In turn, Bekah has explained the situation to her daughter, Gracie, now 5.

Bekah struggled with words at first. Gracie had always called Donnie “Morfar,” a Swedish word for grandfather. Then “… we just kind of said, ‘Morfar is going to be in different clothing. Morfar is a woman now.’

“And in her own little way, she was like, ‘OK, Morfar is a girl.’ We just made it no big deal.”

Meanwhile, the uncoupling continues.

Debbie will begin using her maiden name again — likely this month or next — once she completes the paperwork: license, Social Security card, passport, etc.

She and Donnie will then stop wearing their wedding rings, and tuck them away.

“I’m better than I was,” Debbie says. She has grown and changed, learned a lot more about what she will tolerate and what she won’t. She found strength she never knew she had: “I pulled it up from somewhere …”

She wants people to understand that being transgender “is not a choice. It is what it is.” People need to be educated so they “can open their eyes and hearts” to individuals who are simply trying to live their lives.

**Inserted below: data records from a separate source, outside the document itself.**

// Author: Jacques Murray

//! Defines the fixed-delay [`RetryPolicy`] used by the sender.
//!
//! The delays between trials come from a [`FixedDelay`] iterator limited
//! to `trials - 1` items. When the iterator returns `None`, the retry loop
//! stops, so a wait can never follow the final trial.

use std::iter::Take;
use std::time::Duration;

/// Number of trials a sender makes by default.
pub const DEFAULT_TRIALS: u32 = 12;

/// Delay between two trials by default.
pub const DEFAULT_DELAY: Duration = Duration::from_secs(5);

/// A backoff strategy that waits for a fixed duration.
/// This iterator is infinite unless limited (e.g., with `.take()`).
#[derive(Debug, Clone, Copy)]
pub struct FixedDelay {
    duration: Duration,
}

impl FixedDelay {
    /// Creates a new `FixedDelay` strategy.
    pub fn new(duration: Duration) -> Self {
        Self { duration }
    }
}

impl Iterator for FixedDelay {
    type Item = Duration;

    fn next(&mut self) -> Option<Self::Item> {
        Some(self.duration)
    }
}

/// How many trials a logical call gets, and how long to wait between them.
///
/// Both values are fixed once the policy is built. A trial count of zero is
/// clamped to one instead of being rejected.
#[derive(Debug, Clone, Copy, PartialEq, Eq)]
pub struct RetryPolicy {
    trials: u32,
    delay: Duration,
}

impl RetryPolicy {
    /// Creates a policy with `trials` attempts and a constant `delay`.
    pub fn new(trials: u32, delay: Duration) -> Self {
        Self {
            trials: trials.max(1),
            delay,
        }
    }

    /// A policy that makes exactly one trial.
    pub fn once() -> Self {
        Self::new(1, Duration::ZERO)
    }

    /// Maximum number of trials, always at least one.
    pub fn trials(&self) -> u32 {
        self.trials
    }

    /// Delay inserted between two consecutive trials.
    pub fn delay(&self) -> Duration {
        self.delay
    }

    /// The waits available to one logical call, one fewer than the trials.
    pub fn delays(&self) -> Take<FixedDelay> {
        FixedDelay::new(self.delay).take(self.trials as usize - 1)
    }
}

impl Default for RetryPolicy {
    fn default() -> Self {
        Self::new(DEFAULT_TRIALS, DEFAULT_DELAY)
    }
}
// Author: Jacques Murray

//! The wait primitive used between trials.
//!
//! The sender never sleeps directly. It asks its [`Clock`] for a future that
//! completes after the retry delay and races that future against the call's
//! cancellation token. [`SystemClock`] waits in real time; [`ManualClock`]
//! only completes a wait when a test releases it.

use std::sync::{Arc, Mutex, PoisonError};
use std::time::Duration;

use futures_core::future::BoxFuture;
use tokio::sync::Semaphore;

use crate::sleep;

/// Produces futures that complete after a given duration.
pub trait Clock: Send + Sync {
    /// Returns a future that resolves once `delay` has elapsed.
    ///
    /// Dropping the future abandons the wait.
    fn after(&self, delay: Duration) -> BoxFuture<'static, ()>;
}

/// Real time, backed by the runtime selected through the timer features.
#[derive(Debug, Default, Clone, Copy)]
pub struct SystemClock;

impl Clock for SystemClock {
    fn after(&self, delay: Duration) -> BoxFuture<'static, ()> {
        Box::pin(sleep::sleep(delay))
    }
}

/// A clock whose waits complete only when released by [`ManualClock::advance`].
///
/// Every requested delay is recorded so tests can assert how many waits
/// happened and how long each one was meant to be. Releases issued before a
/// wait starts are banked and consumed in order.
#[derive(Debug, Clone)]
pub struct ManualClock {
    inner: Arc<ManualInner>,
}

#[derive(Debug)]
struct ManualInner {
    permits: Semaphore,
    waits: Mutex<Vec<Duration>>,
}

impl ManualClock {
    /// Creates a clock with no pending releases.
    pub fn new() -> Self {
        Self::with_permits(0)
    }

    /// Creates a clock that lets the first `permits` waits complete at once.
    pub fn with_permits(permits: usize) -> Self {
        Self {
            inner: Arc::new(ManualInner {
                permits: Semaphore::new(permits),
                waits: Mutex::new(Vec::new()),
            }),
        }
    }

    /// Releases one wait, either pending or future.
    pub fn advance(&self) {
        self.inner.permits.add_permits(1);
    }

    /// Every delay requested so far, in order.
    pub fn waits(&self) -> Vec<Duration> {
        self.inner
            .waits
            .lock()
            .unwrap_or_else(PoisonError::into_inner)
            .clone()
    }

    /// Number of waits requested so far.
    pub fn wait_count(&self) -> usize {
        self.inner
            .waits
            .lock()
            .unwrap_or_else(PoisonError::into_inner)
            .len()
    }
}

impl Default for ManualClock {
    fn default() -> Self {
        Self::new()
    }
}

impl Clock for ManualClock {
    fn after(&self, delay: Duration) -> BoxFuture<'static, ()> {
        self.inner
            .waits
            .lock()
            .unwrap_or_else(PoisonError::into_inner)
            .push(delay);
        let inner = Arc::clone(&self.inner);
        Box::pin(async move {
            // The semaphore is never closed.
            if let Ok(permit) = inner.permits.acquire().await {
                permit.forget();
            }
        })
    }
}
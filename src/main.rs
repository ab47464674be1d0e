// lyre - a command-driven music shell
// Loads the settings, opens the audio device, runs startup scripts, then
// hands the terminal over to the interactive loop.

use anyhow::{Context, Result};
use clap::Parser;
use lyre::shell::script::ensure_startup_script;
use lyre::{AudioEngine, Catalog, Config, DurationCache, Player, Runtime, Shell};
use lyre::runtime::RustylineEditor;
use std::path::PathBuf;
use tracing::{error, info, warn};
use tracing_appender::non_blocking::WorkerGuard;
use tracing_subscriber::EnvFilter;

#[derive(Parser)]
#[command(name = "lyre")]
#[command(about = "An interactive, command-driven music player for the terminal")]
struct Args {
    /// Scripts to run after the startup script, by name or path
    scripts: Vec<String>,

    /// Enable developer logging (debug output for everything)
    #[arg(long)]
    dev: bool,

    /// Read settings from this file instead of the default location
    #[arg(long, value_name = "PATH")]
    config: Option<PathBuf>,
}

fn init_logging(dev: bool) -> Result<WorkerGuard> {
    let log_dir = dirs::cache_dir()
        .unwrap_or_else(|| PathBuf::from("."))
        .join("lyre")
        .join("logs");
    std::fs::create_dir_all(&log_dir)?;

    // Daily rotating file appender; the terminal belongs to the prompt
    let file_appender = tracing_appender::rolling::daily(&log_dir, "lyre.log");
    let (file_writer, guard) = tracing_appender::non_blocking(file_appender);

    let default_filter = if dev { "debug" } else { "info,lyre=debug" };
    let base_filter =
        EnvFilter::try_from_default_env().unwrap_or_else(|_| EnvFilter::new(default_filter));

    let subscriber = tracing_subscriber::fmt()
        .with_writer(file_writer)
        .with_target(true)
        .with_level(true)
        .with_ansi(false)
        .with_env_filter(base_filter)
        .finish();
    tracing::subscriber::set_global_default(subscriber)?;

    Ok(guard)
}

#[cfg(feature = "audio")]
fn open_engine(config: &Config) -> Result<Box<dyn AudioEngine>> {
    let engine = lyre::audio::RodioEngine::new(config.audio.clone())
        .context("Could not open the audio output device")?;
    Ok(Box::new(engine))
}

#[cfg(not(feature = "audio"))]
fn open_engine(_config: &Config) -> Result<Box<dyn AudioEngine>> {
    anyhow::bail!("lyre was built without the `audio` feature, nothing can play")
}

#[tokio::main]
async fn main() -> Result<()> {
    let args = Args::parse();
    let _guard = init_logging(args.dev)?;
    info!("lyre starting");

    let config = match &args.config {
        Some(path) => Config::load_from(path)?,
        None => Config::load()?,
    };
    config.create_dirs()?;
    ensure_startup_script(&config.script_dir).with_context(|| {
        format!("Could not create the startup script in {}", config.script_dir.display())
    })?;

    let catalog = Catalog::scan(
        config.music_dir.clone(),
        config.playlist_dir.clone(),
        config.script_dir.clone(),
    )
    .into_shared();
    let durations = DurationCache::load(config.cache_path.clone(), config.cache.capacity)
        .with_context(|| format!("Could not read {}", config.cache_path.display()))?;

    let player = Player::new(open_engine(&config)?, config.runtime.end_threshold());
    let mut shell = Shell::new(player, durations, catalog, config.prompt.clone());

    if let Err(err) = shell.run_startup() {
        shell.report(err);
    }
    for script in &args.scripts {
        if !shell.is_running() {
            break;
        }
        if let Err(err) = shell.run_script_arg(script) {
            shell.report(err);
        }
    }

    if shell.is_running() {
        let editor = RustylineEditor::new()?;
        if let Err(e) = Runtime::new(&config.runtime).run(&mut shell, editor).await {
            error!("Interactive loop failed: {:#}", e);
        }
    }

    match shell.durations.save() {
        Ok(saved) => info!("Saved {} cached durations", saved),
        Err(e) => warn!("Could not save duration cache: {}", e),
    }
    info!("lyre shutting down");
    Ok(())
}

She wants to help other spouses and partners in her situation. For the longest time, she says, “I was very, very lonely.”

“My husband melted away. Don is gone. Now there’s Donnie. I accept it. I may not understand it — but I accept it.”

Together they are trying to create “a loving and new reality” based on unconditional caring, “while giving space to live our own authentic selves.”

“It’s not the journey I bought the ticket for,” Debbie adds. “But I’m on it.”